- Instructions to follow: Filter the records down to the lines that hold the word "Debug", and copy each of those lines.
BEGIN Record extracts
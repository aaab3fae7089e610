//! The fixed 44-byte population record and its mapping onto tree members.

use crate::buffer::{check_range, write_f32, write_u32, write_u8};
use crate::value::{Scalar, Value, ValueKind};
use crate::{ReserveError, Result};

pub const RECORD_SIZE: usize = 44;

// Field positions inside an encoded record. Bytes 2..5, 15..17 and the tail
// from 33 onwards are zero padding.
const FLAG: usize = 0;
const GENDER: usize = 1;
const WEIGHT: usize = 5;
const SCORE: usize = 9;
const GREAT_ONE: usize = 13;
const SCRIPTED: usize = 14;
const VISUAL_SEED: usize = 17;
const ID: usize = 21;
const POS_X: usize = 25;
const POS_Y: usize = 29;

#[derive(Debug, Clone, Copy, PartialEq, Eq, Hash)]
pub enum Gender {
    Male,
    Female,
}

impl Gender {
    pub fn to_byte(self) -> u8 {
        match self {
            Gender::Male => 1,
            Gender::Female => 2,
        }
    }

    pub fn key(self) -> &'static str {
        match self {
            Gender::Male => "male",
            Gender::Female => "female",
        }
    }
}

impl TryFrom<u8> for Gender {
    type Error = ReserveError;

    fn try_from(b: u8) -> Result<Self> {
        match b {
            1 => Ok(Gender::Male),
            2 => Ok(Gender::Female),
            other => Err(ReserveError::Schema(format!("invalid gender byte {other}"))),
        }
    }
}

#[derive(Debug, Clone, Copy, PartialEq)]
pub struct FixedRecord {
    pub flag: u8,
    pub gender: Gender,
    pub weight: f32,
    pub score: f32,
    pub great_one: bool,
    pub scripted: bool,
    pub visual_seed: u32,
    pub id: u32,
    pub pos_x: f32,
    pub pos_y: f32,
}

impl FixedRecord {
    pub fn to_bytes(&self) -> [u8; RECORD_SIZE] {
        let mut out = [0u8; RECORD_SIZE];
        out[FLAG] = self.flag;
        out[GENDER] = self.gender.to_byte();
        out[WEIGHT..WEIGHT + 4].copy_from_slice(&self.weight.to_le_bytes());
        out[SCORE..SCORE + 4].copy_from_slice(&self.score.to_le_bytes());
        out[GREAT_ONE] = u8::from(self.great_one);
        out[SCRIPTED] = u8::from(self.scripted);
        out[VISUAL_SEED..VISUAL_SEED + 4].copy_from_slice(&self.visual_seed.to_le_bytes());
        out[ID..ID + 4].copy_from_slice(&self.id.to_le_bytes());
        out[POS_X..POS_X + 4].copy_from_slice(&self.pos_x.to_le_bytes());
        out[POS_Y..POS_Y + 4].copy_from_slice(&self.pos_y.to_le_bytes());
        out
    }

    pub fn from_bytes(raw: &[u8]) -> Result<Self> {
        check_range(raw, 0, RECORD_SIZE)?;
        let u32_at = |at: usize| u32::from_le_bytes([raw[at], raw[at + 1], raw[at + 2], raw[at + 3]]);
        let f32_at = |at: usize| f32::from_bits(u32_at(at));
        Ok(Self {
            flag: raw[FLAG],
            gender: Gender::try_from(raw[GENDER])?,
            weight: f32_at(WEIGHT),
            score: f32_at(SCORE),
            great_one: raw[GREAT_ONE] != 0,
            scripted: raw[SCRIPTED] != 0,
            visual_seed: u32_at(VISUAL_SEED),
            id: u32_at(ID),
            pos_x: f32_at(POS_X),
            pos_y: f32_at(POS_Y),
        })
    }
}

/// Maps a [`FixedRecord`] onto the named members of a record node.
///
/// Older containers flag Great Ones through `FeatureModifiers.Flags` instead
/// of `IsGreatOne`; both shapes are accepted. `Flag` and `IsScripted` are
/// absent from some containers and read as zero.
pub struct RecordView;

impl RecordView {
    pub fn read(node: &Value) -> Result<FixedRecord> {
        let gender = Gender::try_from(int_member::<u8>(node, "Gender")?)?;
        let great_one: u64 = match node.member("IsGreatOne") {
            Some(_) => int_member(node, "IsGreatOne")?,
            None => int_member(nested(node, "FeatureModifiers")?, "Flags")?,
        };
        let position = nested(node, "MapPosition")?;
        Ok(FixedRecord {
            flag: optional_int_member(node, "Flag")?,
            gender,
            weight: float_member(node, "Weight")?,
            score: float_member(node, "Score")?,
            great_one: great_one == 1,
            scripted: optional_int_member::<u64>(node, "IsScripted")? == 1,
            visual_seed: int_member(node, "VisualVariationSeed")?,
            id: int_member(node, "Id")?,
            pos_x: float_member(position, "X")?,
            pos_y: float_member(position, "Y")?,
        })
    }

    /// Overwrites the node's scalar members with the record's values.
    /// Offsets are left alone.
    pub fn apply(node: &mut Value, record: &FixedRecord) -> Result<()> {
        if let Some(flag) = node.member_mut("Flag") {
            set(flag, Scalar::U8(record.flag));
        }
        set(required_mut(node, "Gender")?, Scalar::U8(record.gender.to_byte()));
        set(required_mut(node, "Weight")?, Scalar::F32(record.weight));
        set(required_mut(node, "Score")?, Scalar::F32(record.score));
        let great_one = Scalar::U8(u8::from(record.great_one));
        match node.member_mut("IsGreatOne") {
            Some(v) => set(v, great_one),
            None => set(required_mut(required_mut(node, "FeatureModifiers")?, "Flags")?, great_one),
        }
        if let Some(scripted) = node.member_mut("IsScripted") {
            set(scripted, Scalar::U8(u8::from(record.scripted)));
        }
        set(required_mut(node, "VisualVariationSeed")?, Scalar::U32(record.visual_seed));
        set(required_mut(node, "Id")?, Scalar::U32(record.id));
        let position = required_mut(node, "MapPosition")?;
        set(required_mut(position, "X")?, Scalar::F32(record.pos_x));
        set(required_mut(position, "Y")?, Scalar::F32(record.pos_y));
        Ok(())
    }

    /// The canonical node shape for a record encoded at `offset`.
    pub fn node_at(offset: u32, record: &FixedRecord) -> Value {
        let at = |field: usize| offset + field as u32;
        let member = |name: &str, field: usize, scalar: Scalar| (name.to_string(), Value::scalar(at(field), scalar));
        Value::structure(
            offset,
            vec![
                member("Flag", FLAG, Scalar::U8(record.flag)),
                member("Gender", GENDER, Scalar::U8(record.gender.to_byte())),
                member("Weight", WEIGHT, Scalar::F32(record.weight)),
                member("Score", SCORE, Scalar::F32(record.score)),
                member("IsGreatOne", GREAT_ONE, Scalar::U8(u8::from(record.great_one))),
                member("IsScripted", SCRIPTED, Scalar::U8(u8::from(record.scripted))),
                member("VisualVariationSeed", VISUAL_SEED, Scalar::U32(record.visual_seed)),
                member("Id", ID, Scalar::U32(record.id)),
                (
                    "MapPosition".to_string(),
                    Value::structure(
                        at(POS_X),
                        vec![
                            member("X", POS_X, Scalar::F32(record.pos_x)),
                            member("Y", POS_Y, Scalar::F32(record.pos_y)),
                        ],
                    ),
                ),
            ],
        )
    }

    /// Same-size edit: writes the record's values at the data offsets of the
    /// node's members and mirrors them into the node.
    pub fn write_in_place(buf: &mut [u8], node: &mut Value, record: &FixedRecord) -> Result<()> {
        let mut writes: Vec<(usize, FieldWrite)> = Vec::new();
        if let Some(flag) = node.member("Flag") {
            writes.push((flag.data_offset as usize, FieldWrite::U8(record.flag)));
        }
        writes.push((required(node, "Gender")?.data_offset as usize, FieldWrite::U8(record.gender.to_byte())));
        writes.push((required(node, "Weight")?.data_offset as usize, FieldWrite::F32(record.weight)));
        writes.push((required(node, "Score")?.data_offset as usize, FieldWrite::F32(record.score)));
        let great_one = match node.member("IsGreatOne") {
            Some(v) => v,
            None => required(required(node, "FeatureModifiers")?, "Flags")?,
        };
        writes.push((great_one.data_offset as usize, FieldWrite::U8(u8::from(record.great_one))));
        if let Some(scripted) = node.member("IsScripted") {
            writes.push((scripted.data_offset as usize, FieldWrite::U8(u8::from(record.scripted))));
        }
        writes.push((
            required(node, "VisualVariationSeed")?.data_offset as usize,
            FieldWrite::U32(record.visual_seed),
        ));
        writes.push((required(node, "Id")?.data_offset as usize, FieldWrite::U32(record.id)));
        let position = required(node, "MapPosition")?;
        writes.push((required(position, "X")?.data_offset as usize, FieldWrite::F32(record.pos_x)));
        writes.push((required(position, "Y")?.data_offset as usize, FieldWrite::F32(record.pos_y)));

        for (offset, write) in &writes {
            check_range(buf, *offset, write.len())?;
        }
        for (offset, write) in writes {
            match write {
                FieldWrite::U8(v) => write_u8(buf, offset, v)?,
                FieldWrite::U32(v) => write_u32(buf, offset, v)?,
                FieldWrite::F32(v) => write_f32(buf, offset, v)?,
            }
        }
        Self::apply(node, record)
    }
}

enum FieldWrite {
    U8(u8),
    U32(u32),
    F32(f32),
}

impl FieldWrite {
    fn len(&self) -> usize {
        match self {
            FieldWrite::U8(_) => 1,
            FieldWrite::U32(_) | FieldWrite::F32(_) => 4,
        }
    }
}

fn set(node: &mut Value, scalar: Scalar) {
    node.kind = ValueKind::Scalar(scalar);
}

fn required<'a>(node: &'a Value, name: &str) -> Result<&'a Value> {
    node.member(name)
        .ok_or_else(|| ReserveError::Schema(format!("record has no `{name}` member")))
}

fn required_mut<'a>(node: &'a mut Value, name: &str) -> Result<&'a mut Value> {
    node.member_mut(name)
        .ok_or_else(|| ReserveError::Schema(format!("record has no `{name}` member")))
}

fn nested<'a>(node: &'a Value, name: &str) -> Result<&'a Value> {
    let inner = required(node, name)?;
    match inner.kind {
        ValueKind::Struct(_) => Ok(inner),
        _ => Err(ReserveError::Schema(format!("`{name}` is not a struct"))),
    }
}

fn int_member<T: TryFrom<u64>>(node: &Value, name: &str) -> Result<T> {
    let raw = required(node, name)?
        .as_scalar()
        .and_then(Scalar::as_u64)
        .ok_or_else(|| ReserveError::Schema(format!("`{name}` is not an unsigned integer")))?;
    T::try_from(raw).map_err(|_| ReserveError::Schema(format!("`{name}` value {raw} is out of range")))
}

fn optional_int_member<T: TryFrom<u64> + Default>(node: &Value, name: &str) -> Result<T> {
    match node.member(name) {
        Some(_) => int_member(node, name),
        None => Ok(T::default()),
    }
}

fn float_member(node: &Value, name: &str) -> Result<f32> {
    required(node, name)?
        .as_scalar()
        .and_then(Scalar::as_f64)
        .map(|v| v as f32)
        .ok_or_else(|| ReserveError::Schema(format!("`{name}` is not numeric")))
}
END Record extracts
- Response to the task:
#[derive(Debug, Clone, Copy, PartialEq, Eq, Hash)]
#[derive(Debug, Clone, Copy, PartialEq)]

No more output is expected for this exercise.